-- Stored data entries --

┏━━

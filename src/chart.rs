/// Radar chart rendering over the computed metrics
///
/// Emits a closed polar trace as a standalone interactive HTML file and a
/// per-metric console interpretation. The trace is closed by repeating the
/// first point, so the outline wraps around the last axis.
use crate::analysis::RadarMetric;
use crate::errors::ScopeError;
use crate::logger::{self, LogTag};
use plotly::common::{Fill, Title};
use plotly::layout::{Layout, Margin};
use plotly::{Plot, ScatterPolar};
use std::path::Path;

/// Interpretation buckets for the console read-out
const LEVEL_HIGH: f64 = 0.66;
const LEVEL_MEDIUM: f64 = 0.33;

/// Bucket a metric value into a coarse level label
pub fn interpretation_level(value: f64) -> &'static str {
    if value > LEVEL_HIGH {
        "high"
    } else if value > LEVEL_MEDIUM {
        "medium"
    } else {
        "low"
    }
}

/// Build the radar plot and write it as a standalone HTML file
pub fn render_radar(metrics: &[RadarMetric], path: &Path) -> Result<(), ScopeError> {
    if metrics.is_empty() {
        return Err(ScopeError::Chart("No metrics to plot".to_string()));
    }

    let mut theta: Vec<String> = metrics.iter().map(|m| m.label.to_string()).collect();
    let mut r: Vec<f64> = metrics.iter().map(|m| m.value).collect();
    let mut descriptions: Vec<String> =
        metrics.iter().map(|m| m.description.to_string()).collect();

    // Close the outline
    theta.push(theta[0].clone());
    r.push(r[0]);
    descriptions.push(descriptions[0].clone());

    let trace = ScatterPolar::new(theta, r)
        .name("ERC20 transfer profile")
        .fill(Fill::ToSelf)
        .text_array(descriptions)
        .hover_template("<b>%{theta}</b><br>value: %{r:.3f}<br>%{text}<extra></extra>");

    let layout = Layout::new()
        .title(Title::with_text("ERC20 transfer profile (normalized indicators)"))
        .margin(Margin::new().top(50).bottom(50).left(50).right(50));

    let mut plot = Plot::new();
    plot.add_trace(trace);
    plot.set_layout(layout);
    plot.write_html(path);

    logger::debug(LogTag::Chart, &format!("Chart written to {}", path.display()));
    Ok(())
}

/// Print the per-metric interpretation lines
pub fn print_interpretation(metrics: &[RadarMetric]) {
    println!("\n📌 Radar interpretation:");
    for metric in metrics {
        println!(
            "- {} ({}): {} ({:.2})",
            metric.label,
            metric.description,
            interpretation_level(metric.value),
            metric.value
        );
    }
}
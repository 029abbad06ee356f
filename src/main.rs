use anyhow::Result;
use std::path::Path;

use tokenscope::arguments::{
    get_config_path, is_chart_disabled, is_excel_disabled, is_help_requested, print_help,
};
use tokenscope::cleaning::clean_transfers;
use tokenscope::config::Config;
use tokenscope::etherscan::EtherscanClient;
use tokenscope::logger::{self, LogTag};
use tokenscope::{analysis, chart, export, report, summary};

/// Main entry point for tokenscope
///
/// Linear pipeline: fetch -> clean -> export / metrics / chart / report.
/// An empty fetch result ends the run before any downstream stage; page and
/// record failures only shrink the dataset.
#[tokio::main]
async fn main() {
    if is_help_requested() {
        print_help();
        return;
    }

    logger::info(LogTag::System, "🚀 tokenscope starting up...");

    let config_path = get_config_path();
    let config = match Config::load(&config_path) {
        Ok(config) => config,
        Err(e) => {
            logger::error(LogTag::Config, &format!("{:#}", e));
            std::process::exit(1);
        }
    };

    if let Err(e) = run(&config).await {
        logger::error(LogTag::System, &format!("Run failed: {:#}", e));
        std::process::exit(1);
    }
}

async fn run(config: &Config) -> Result<()> {
    let client = EtherscanClient::new(config)?;

    logger::info(
        LogTag::Fetch,
        &format!(
            "Fetching ERC20 transfers for {} ({} page(s) of {})",
            config.wallet_address, config.pages, config.page_size
        ),
    );
    let (raw, fetch_report) = client.fetch_all().await;

    if raw.is_empty() {
        logger::warning(
            LogTag::System,
            "No transfer data returned - check the API key and wallet address.",
        );
        return Ok(());
    }

    logger::info(LogTag::Cleaning, "Cleaning data...");
    let (cleaned, clean_report) = clean_transfers(&raw);

    if cleaned.is_empty() {
        logger::warning(
            LogTag::Cleaning,
            "Every row was dropped during cleaning - nothing to analyze.",
        );
        summary::print_run_summary(&fetch_report, &clean_report);
        return Ok(());
    }

    if !is_excel_disabled() {
        logger::info(LogTag::Export, "Saving workbook...");
        export::write_workbook(&raw, &cleaned, Path::new(&config.output_path))?;
        logger::success(
            LogTag::Export,
            &format!("Data saved to {}", config.output_path),
        );
    }

    let metrics = analysis::compute_radar_metrics(&cleaned);

    if !is_chart_disabled() {
        logger::info(LogTag::Chart, "Rendering radar chart...");
        chart::render_radar(&metrics, Path::new(&config.chart_path))?;
        logger::success(
            LogTag::Chart,
            &format!("Chart saved to {}", config.chart_path),
        );
    }
    chart::print_interpretation(&metrics);

    logger::info(LogTag::Report, "Generating analysis report...");
    println!("\n{}", report::generate(&cleaned));

    summary::print_run_summary(&fetch_report, &clean_report);
    Ok(())
}
/// Text analysis report over the cleaned transfer set
///
/// Deterministic section order: header, value stats, fee stats, busiest
/// hours, top contracts, anomaly flags. Ties in the top-3 rankings break
/// toward the lower hour / earlier first appearance so equal-count runs
/// always render identically.
use crate::cleaning::CleanedTransfer;
use crate::utils::{format_date_range, mean, percentile, shorten_address};
use std::collections::{HashMap, HashSet};

/// Factor over the 75th percentile that marks an outlier
const ANOMALY_FACTOR: f64 = 10.0;

/// Entries shown in the busiest-hours and top-contracts sections
const TOP_N: usize = 3;

/// Outlier flags derived from the value and fee distributions
#[derive(Debug, Clone, Copy, PartialEq, Eq)]
pub struct AnomalyFlags {
    pub large_transfer: bool,
    pub high_fee: bool,
}

impl AnomalyFlags {
    /// Flag when the maximum exceeds 10x the 75th percentile
    pub fn detect(values: &[f64], fees: &[f64]) -> Self {
        let max_value = values.iter().cloned().fold(f64::MIN, f64::max);
        let max_fee = fees.iter().cloned().fold(f64::MIN, f64::max);
        Self {
            large_transfer: max_value > ANOMALY_FACTOR * percentile(values, 75.0),
            high_fee: max_fee > ANOMALY_FACTOR * percentile(fees, 75.0),
        }
    }
}

/// Top hours-of-day by transfer count, ties broken by lower hour
fn busiest_hours(transfers: &[CleanedTransfer]) -> Vec<(u32, usize)> {
    let mut counts = [0usize; 24];
    for transfer in transfers {
        counts[transfer.hour_of_day as usize] += 1;
    }
    let mut ranked: Vec<(u32, usize)> = counts
        .iter()
        .enumerate()
        .filter(|(_, &count)| count > 0)
        .map(|(hour, &count)| (hour as u32, count))
        .collect();
    ranked.sort_by(|a, b| b.1.cmp(&a.1).then(a.0.cmp(&b.0)));
    ranked.truncate(TOP_N);
    ranked
}

/// Top contracts by transfer count with the first matching row's symbol,
/// ties broken by first appearance in the cleaned sequence
fn top_contracts(transfers: &[CleanedTransfer]) -> Vec<(String, String, usize)> {
    let mut first_seen: HashMap<&str, usize> = HashMap::new();
    let mut counts: HashMap<&str, usize> = HashMap::new();
    let mut symbols: HashMap<&str, &str> = HashMap::new();
    for (index, transfer) in transfers.iter().enumerate() {
        let address = transfer.contract_address.as_str();
        first_seen.entry(address).or_insert(index);
        symbols.entry(address).or_insert(transfer.token_symbol.as_str());
        *counts.entry(address).or_insert(0) += 1;
    }
    let mut ranked: Vec<(&str, usize)> = counts.into_iter().collect();
    ranked.sort_by(|a, b| b.1.cmp(&a.1).then(first_seen[a.0].cmp(&first_seen[b.0])));
    ranked.truncate(TOP_N);
    ranked
        .into_iter()
        .map(|(address, count)| (address.to_string(), symbols[address].to_string(), count))
        .collect()
}

/// Render the full report
pub fn generate(transfers: &[CleanedTransfer]) -> String {
    if transfers.is_empty() {
        return "No cleaned transfers to report on.".to_string();
    }

    let mut report: Vec<String> = Vec::new();
    let total = transfers.len();
    let values: Vec<f64> = transfers.iter().map(|t| t.value).collect();
    let fees: Vec<f64> = transfers.iter().map(|t| t.tx_fee_eth).collect();

    let (Some(min_dt), Some(max_dt)) = (
        transfers.iter().map(|t| t.datetime).min(),
        transfers.iter().map(|t| t.datetime).max(),
    ) else {
        return "No cleaned transfers to report on.".to_string();
    };
    let day_span = (max_dt - min_dt).num_days();
    let daily_rate = if day_span > 0 {
        total as f64 / day_span as f64
    } else {
        total as f64
    };
    let unique_contracts: HashSet<&str> = transfers
        .iter()
        .map(|t| t.contract_address.as_str())
        .collect();

    report.push("📊 ERC20 Transfer Analysis Report".to_string());
    report.push("=".repeat(50));
    report.push(format!("📅 Date range: {}", format_date_range(min_dt, max_dt)));
    report.push(format!("🔢 Total transfers: {}", total));
    report.push(format!("🏷️ Contracts interacted: {}", unique_contracts.len()));
    report.push(format!("📈 Mean daily transfers: {:.1}/day", daily_rate));

    report.push("\n💰 Transfer value analysis:".to_string());
    report.push(format!("- Mean transfer value: {:.4}", mean(&values)));
    report.push(format!(
        "- Max single transfer: {:.4}",
        values.iter().cloned().fold(f64::MIN, f64::max)
    ));
    report.push(format!("- 75% of transfers below: {:.4}", percentile(&values, 75.0)));

    report.push("\n⛽ Transfer fee analysis:".to_string());
    report.push(format!("- Mean fee: {:.6} ETH", mean(&fees)));
    report.push(format!(
        "- Max fee: {:.6} ETH",
        fees.iter().cloned().fold(f64::MIN, f64::max)
    ));
    report.push(format!("- Total fees: {:.6} ETH", fees.iter().sum::<f64>()));

    report.push("\n🕒 Busiest hours (UTC):".to_string());
    for (hour, count) in busiest_hours(transfers) {
        report.push(format!(
            "  - {}:00-{}:00 ({} transfers, {:.1}%)",
            hour,
            hour + 1,
            count,
            100.0 * count as f64 / total as f64
        ));
    }

    report.push("\n📌 Top contracts:".to_string());
    for (address, symbol, count) in top_contracts(transfers) {
        report.push(format!(
            "  - {} ({}) - {} transfers ({:.1}%)",
            symbol,
            shorten_address(&address),
            count,
            100.0 * count as f64 / total as f64
        ));
    }

    let flags = AnomalyFlags::detect(&values, &fees);
    if flags.large_transfer {
        report.push("\n⚠️ Anomaly: unusually large transfer detected".to_string());
    }
    if flags.high_fee {
        report.push("⚠️ Anomaly: unusually high fee detected".to_string());
    }

    report.join("\n")
}

#[cfg(test)]
mod tests {
    use super::*;
    use crate::cleaning::clean_transfers;
    use crate::etherscan::TokenTransfer;
    use chrono::{DateTime, Utc};

    const T0: i64 = 1_700_000_000;

    fn transfer_at(
        hash: &str,
        timestamp: i64,
        value: f64,
        contract: &str,
        symbol: &str,
    ) -> TokenTransfer {
        TokenTransfer {
            tx_hash: hash.to_string(),
            timestamp,
            datetime: DateTime::<Utc>::from_timestamp(timestamp, 0),
            gas_used: 50_000,
            gas_price: 2e-9,
            value,
            contract_address: contract.to_string(),
            from_address: "0xfrom".to_string(),
            to_address: "0xto".to_string(),
            token_symbol: symbol.to_string(),
        }
    }

    fn rows(raw: &[TokenTransfer]) -> Vec<CleanedTransfer> {
        clean_transfers(raw).0
    }

    #[test]
    fn test_anomaly_flag_thresholds() {
        // Nine 1.0 rows pin the p75 at 1.0; max = 11x the p75: fires
        let mut values = vec![1.0; 9];
        values.push(11.0);
        let fired = AnomalyFlags::detect(&values, &[0.1; 10]);
        assert!(fired.large_transfer);

        // max = 5x the p75: does not fire
        let mut values = vec![1.0; 9];
        values.push(5.0);
        let quiet = AnomalyFlags::detect(&values, &[0.1; 10]);
        assert!(!quiet.large_transfer);
        assert!(!quiet.high_fee);
    }

    #[test]
    fn test_hour_percentages_use_cleaned_total() {
        // 3 transfers in one hour, 1 in another: 75.0% and 25.0%
        let report = generate(&rows(&[
            transfer_at("0x1", T0, 1.0, "0xc1", "AAA"),
            transfer_at("0x2", T0 + 60, 1.0, "0xc1", "AAA"),
            transfer_at("0x3", T0 + 120, 1.0, "0xc1", "AAA"),
            transfer_at("0x4", T0 + 7200, 1.0, "0xc1", "AAA"),
        ]));
        assert!(report.contains("22:00-23:00 (3 transfers, 75.0%)"));
        assert!(report.contains("(1 transfers, 25.0%)"));
    }

    #[test]
    fn test_top_contracts_symbol_and_truncation() {
        let report = generate(&rows(&[
            transfer_at(
                "0x1",
                T0,
                1.0,
                "0xdac17f958d2ee523a2206206994597c13d831ec7",
                "USDT",
            ),
            transfer_at(
                "0x2",
                T0 + 60,
                1.0,
                "0xdac17f958d2ee523a2206206994597c13d831ec7",
                "USDT",
            ),
            transfer_at("0x3", T0 + 120, 1.0, "0xa0b86991c6218b36c1d19d4a2e9eb0ce3606eb48", "USDC"),
        ]));
        assert!(report.contains("USDT (0xdac1...1ec7) - 2 transfers (66.7%)"));
        assert!(report.contains("USDC"));
    }

    #[test]
    fn test_day_span_zero_uses_total_as_rate() {
        let report = generate(&rows(&[
            transfer_at("0x1", T0, 1.0, "0xc1", "AAA"),
            transfer_at("0x2", T0 + 60, 1.0, "0xc1", "AAA"),
        ]));
        assert!(report.contains("Mean daily transfers: 2.0/day"));
    }

    #[test]
    fn test_section_order() {
        let report = generate(&rows(&[transfer_at("0x1", T0, 1.0, "0xc1", "AAA")]));
        let header = report.find("📊").unwrap();
        let value = report.find("💰").unwrap();
        let fee = report.find("⛽").unwrap();
        let hours = report.find("🕒").unwrap();
        let contracts = report.find("📌").unwrap();
        assert!(header < value && value < fee && fee < hours && hours < contracts);
    }

    #[test]
    fn test_empty_input_message() {
        assert_eq!(generate(&[]), "No cleaned transfers to report on.");
    }
}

┗━━

-- EXERCISE OBJECTIVE --
Please transcribe the data above without changes, from its first line to its "use crate::analysis::RadarMetric;" line, and leave out anything past that.

-- RESULT --
filename src/chart.rs
/// Radar chart rendering over the computed metrics
///
/// Emits a closed polar trace as a standalone interactive HTML file and a
/// per-metric console interpretation. The trace is closed by repeating the
/// first point, so the outline wraps around the last axis.
use crate::analysis::RadarMetric;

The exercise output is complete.